> EXERCISE
Search the data below for the string "content". Extract every line that contains it.

> TASK MATERIAL
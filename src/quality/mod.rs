//! Per-file size and complexity metrics.
//!
//! Calculates a DACE compliance score (0-100, higher is better) and a
//! complexity tier from line, declaration and import counts plus the
//! delimiter balance check.

pub mod heuristics;

pub use heuristics::SourceHeuristic;

use serde::Serialize;
use std::fs;
use std::path::Path;

use crate::language::Language;

/// Score deductions.
pub mod penalties {
    /// Files up to this many lines are not penalised for size.
    pub const LINE_ALLOWANCE: usize = 100;
    /// One point per this many lines over the allowance.
    pub const LINES_PER_POINT: usize = 10;
    pub const MAX_SIZE_PENALTY: u32 = 50;

    pub const FUNCTION_ALLOWANCE: usize = 10;
    pub const POINTS_PER_FUNCTION: usize = 2;
    pub const MAX_FUNCTION_PENALTY: u32 = 20;

    pub const SYNTAX_PENALTY: u32 = 30;
}

/// Complexity tier of a file.
#[derive(Debug, Clone, Copy, PartialEq, Eq, Serialize)]
#[serde(rename_all = "lowercase")]
pub enum Complexity {
    Low,
    Medium,
    High,
}

impl Complexity {
    /// Tiers are checked in order: low first, then medium.
    pub fn classify(lines: usize, functions: usize) -> Self {
        if lines <= 50 && functions <= 5 {
            Complexity::Low
        } else if lines <= 100 && functions <= 10 {
            Complexity::Medium
        } else {
            Complexity::High
        }
    }

    pub fn as_str(&self) -> &'static str {
        match self {
            Complexity::Low => "low",
            Complexity::Medium => "medium",
            Complexity::High => "high",
        }
    }
}

impl std::fmt::Display for Complexity {
    fn fmt(&self, f: &mut std::fmt::Formatter<'_>) -> std::fmt::Result {
        write!(f, "{}", self.as_str())
    }
}

/// Calculate the DACE score. Always within 0..=100.
pub fn dace_score(lines: usize, functions: usize, ast_valid: bool) -> u32 {
    use penalties::*;

    let mut deduction: u32 = 0;

    if lines > LINE_ALLOWANCE {
        let over = (lines - LINE_ALLOWANCE) / LINES_PER_POINT;
        deduction += (over.min(MAX_SIZE_PENALTY as usize)) as u32;
    }

    if functions > FUNCTION_ALLOWANCE {
        let over = (functions - FUNCTION_ALLOWANCE).saturating_mul(POINTS_PER_FUNCTION);
        deduction += (over.min(MAX_FUNCTION_PENALTY as usize)) as u32;
    }

    if !ast_valid {
        deduction += SYNTAX_PENALTY;
    }

    100u32.saturating_sub(deduction)
}

/// Quality metrics for one file.
///
/// The score and complexity are derived from the counts at construction
/// and cannot be set on their own.
#[derive(Debug, Clone, PartialEq, Eq, Serialize)]
pub struct QualityMetrics {
    file: String,
    lines: usize,
    functions: usize,
    imports: usize,
    dace_score: u32,
    ast_valid: bool,
    #[serde(skip_serializing_if = "String::is_empty")]
    ast_error: String,
    complexity: Complexity,
}

impl QualityMetrics {
    /// Build metrics from raw counts. `syntax` carries the balance-check
    /// defect, if any.
    pub fn new(
        file: impl Into<String>,
        lines: usize,
        functions: usize,
        imports: usize,
        syntax: Result<(), String>,
    ) -> Self {
        let (ast_valid, ast_error) = match syntax {
            Ok(()) => (true, String::new()),
            Err(e) => (false, e),
        };
        Self {
            file: file.into(),
            lines,
            functions,
            imports,
            dace_score: dace_score(lines, functions, ast_valid),
            ast_valid,
            ast_error,
            complexity: Complexity::classify(lines, functions),
        }
    }

    pub fn file(&self) -> &str {
        &self.file
    }

    pub fn lines(&self) -> usize {
        self.lines
    }

    pub fn functions(&self) -> usize {
        self.functions
    }

    pub fn imports(&self) -> usize {
        self.imports
    }

    pub fn dace_score(&self) -> u32 {
        self.dace_score
    }

    pub fn ast_valid(&self) -> bool {
        self.ast_valid
    }

    pub fn ast_error(&self) -> &str {
        &self.ast_error
    }

    pub fn complexity(&self) -> Complexity {
        self.complexity
    }
}

type HeuristicResolver = fn(Language) -> &'static dyn SourceHeuristic;

/// Computes [`QualityMetrics`] for files.
#[derive(Clone)]
pub struct QualityScorer {
    resolve: HeuristicResolver,
}

impl Default for QualityScorer {
    fn default() -> Self {
        Self {
            resolve: Language::heuristic,
        }
    }
}

impl QualityScorer {
    pub fn new() -> Self {
        Self::default()
    }

    /// Use a different declaration/import counter per language.
    pub fn with_resolver(resolve: HeuristicResolver) -> Self {
        Self { resolve }
    }

    /// Analyze a file on disk. An unreadable file yields zero counts and
    /// `ast_valid = false` carrying the I/O error.
    pub fn analyze(&self, path: &Path) -> QualityMetrics {
        let file = path.to_string_lossy().to_string();
        match fs::read(path) {
            Ok(bytes) => {
                let content = String::from_utf8_lossy(&bytes);
                self.analyze_text(&file, &content, Language::from_path(path))
            }
            Err(e) => {
                tracing::debug!(file = %file, error = %e, "unreadable file");
                QualityMetrics::new(file, 0, 0, 0, Err(e.to_string()))
            }
        }
    }

    /// Analyze in-memory content.
    pub fn analyze_text(
        &self,
        file: &str,
        content: &str,
        language: Option<Language>,
    ) -> QualityMetrics {
        // An empty file is still one segment.
        let lines = content.split('\n').count();

        let (functions, imports) = match language {
            Some(lang) => {
                let heuristic = (self.resolve)(lang);
                (
                    heuristic.count_declarations(content),
                    heuristic.count_imports(content),
                )
            }
            None => (0, 0),
        };

        let syntax = match language.and_then(Language::syntax_variant) {
            Some(variant) => variant.check(content).map_err(|e| e.to_string()),
            None => Ok(()),
        };

        QualityMetrics::new(file, lines, functions, imports, syntax)
    }
}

> OUTPUT OF THE EXERCISE
                let content = String::from_utf8_lossy(&bytes);
                self.analyze_text(&file, &content, Language::from_path(path))
    /// Analyze in-memory content.
        content: &str,
        let lines = content.split('\n').count();
                    heuristic.count_declarations(content),
                    heuristic.count_imports(content),
            Some(variant) => variant.check(content).map_err(|e| e.to_string()),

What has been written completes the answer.